The lines to be copied are those below that contain "usize".

***** ENTRIES SUPPLIED

use embedded_graphics::pixelcolor::Rgb888;
use embedded_graphics::prelude::*;
use embedded_graphics::primitives::Rectangle;
#[allow(unused_imports)]
use micromath::F32Ext;

use crate::color::lerp;
use crate::gradient::{ColorContext, ColorStrategy, ThreeStopGradient};
use crate::state::{GridSettings, VisualizerState};

/// Draws one complete frame: background, gradient bars, grid lines.
///
/// Heights are computed in canvas pixels with the bottom edge as origin; a
/// bar's height is negative when it grows upward, and a non-negative height
/// points below the canvas and draws nothing.
pub struct BarRenderer {
    width: u32,
    height: u32,
    bar_count: usize,
}

impl BarRenderer {
    pub fn new(size: Size, bar_count: usize) -> Self {
        Self {
            width: size.width,
            height: size.height,
            bar_count: bar_count.max(1),
        }
    }

    /// Fill the whole canvas with one color.
    pub fn clear<D>(&self, fb: &mut D, color: Rgb888) -> Result<(), D::Error>
    where
        D: DrawTarget<Color = Rgb888>,
    {
        fb.clear(color)
    }

    /// Pixel height for one bar, sign included.
    ///
    /// With grid lock, a height between grid lines is snapped down to the
    /// nearest multiple of the cell size; a remainder of exactly zero is
    /// already aligned and left untouched. The grid line width is added
    /// afterward in either case so lines stay visible at the bar's edge.
    pub fn bar_height(&self, value: f32, grid: &GridSettings) -> f32 {
        let mut height = value * -(self.height as f32);

        let cell = self.height as f32 / grid.count.max(1) as f32;
        let remainder = height % cell;
        if remainder != 0.0 && grid.lock {
            height -= remainder;
        }

        height + grid.width
    }

    /// Draw one frame. A `None` entry draws no bar in that slot.
    pub fn draw_frame<D>(
        &self,
        fb: &mut D,
        state: &VisualizerState,
        values: &[Option<f32>],
    ) -> Result<(), D::Error>
    where
        D: DrawTarget<Color = Rgb888>,
    {
        self.clear(fb, state.colors.background.0)?;

        let gradient = ThreeStopGradient {
            base: state.colors.base.0,
            mid: state.colors.mid.0,
            peak: state.colors.peak.0,
        };
        for (index, value) in values.iter().enumerate() {
            if let Some(value) = *value {
                self.draw_bar(fb, state, &gradient, index, value)?;
            }
        }

        self.draw_grid(fb, state)
    }

    fn draw_bar<D>(
        &self,
        fb: &mut D,
        state: &VisualizerState,
        gradient: &ThreeStopGradient,
        index: usize,
        value: f32,
    ) -> Result<(), D::Error>
    where
        D: DrawTarget<Color = Rgb888>,
    {
        let height = self.bar_height(value, &state.grid);
        if height >= 0.0 {
            return Ok(());
        }

        let x0 = (index as f32 / self.bar_count as f32 * self.width as f32).round() as i32;
        let x1 = ((index + 1) as f32 / self.bar_count as f32 * self.width as f32).round() as i32;
        let bar_width = (x1 - x0).max(0) as u32;

        let bottom = self.height as i32;
        let top = ((self.height as f32 + height).round().max(0.0)) as i32;
        let span = (bottom - top) as u32;

        // One row at a time so the gradient runs base -> mid -> peak from
        // the bottom edge to the tip.
        for y in top..bottom {
            let context = ColorContext {
                offset: (bottom - 1 - y) as u32,
                span,
            };
            let color = lerp(
                state.colors.background.0,
                gradient.color_at(&context),
                state.opacity,
            );
            let row = Rectangle::new(Point::new(x0, y), Size::new(bar_width, 1));
            fb.fill_solid(&row, color)?;
        }
        Ok(())
    }

    fn draw_grid<D>(&self, fb: &mut D, state: &VisualizerState) -> Result<(), D::Error>
    where
        D: DrawTarget<Color = Rgb888>,
    {
        let thickness = state.grid.width.round().max(0.0) as u32;
        if thickness == 0 {
            return Ok(());
        }
        let color = lerp(state.colors.background.0, state.colors.grid.0, state.opacity);

        for i in 0..state.grid.count {
            let y = (i as f32 / state.grid.count as f32 * self.height as f32).round() as i32;
            let line = Rectangle::new(Point::new(0, y), Size::new(self.width, thickness));
            fb.fill_solid(&line, color)?;
        }
        Ok(())
    }
}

**********

ANSWER TO THE EXERCISE -
    bar_count: usize,
    pub fn new(size: Size, bar_count: usize) -> Self {
        index: usize,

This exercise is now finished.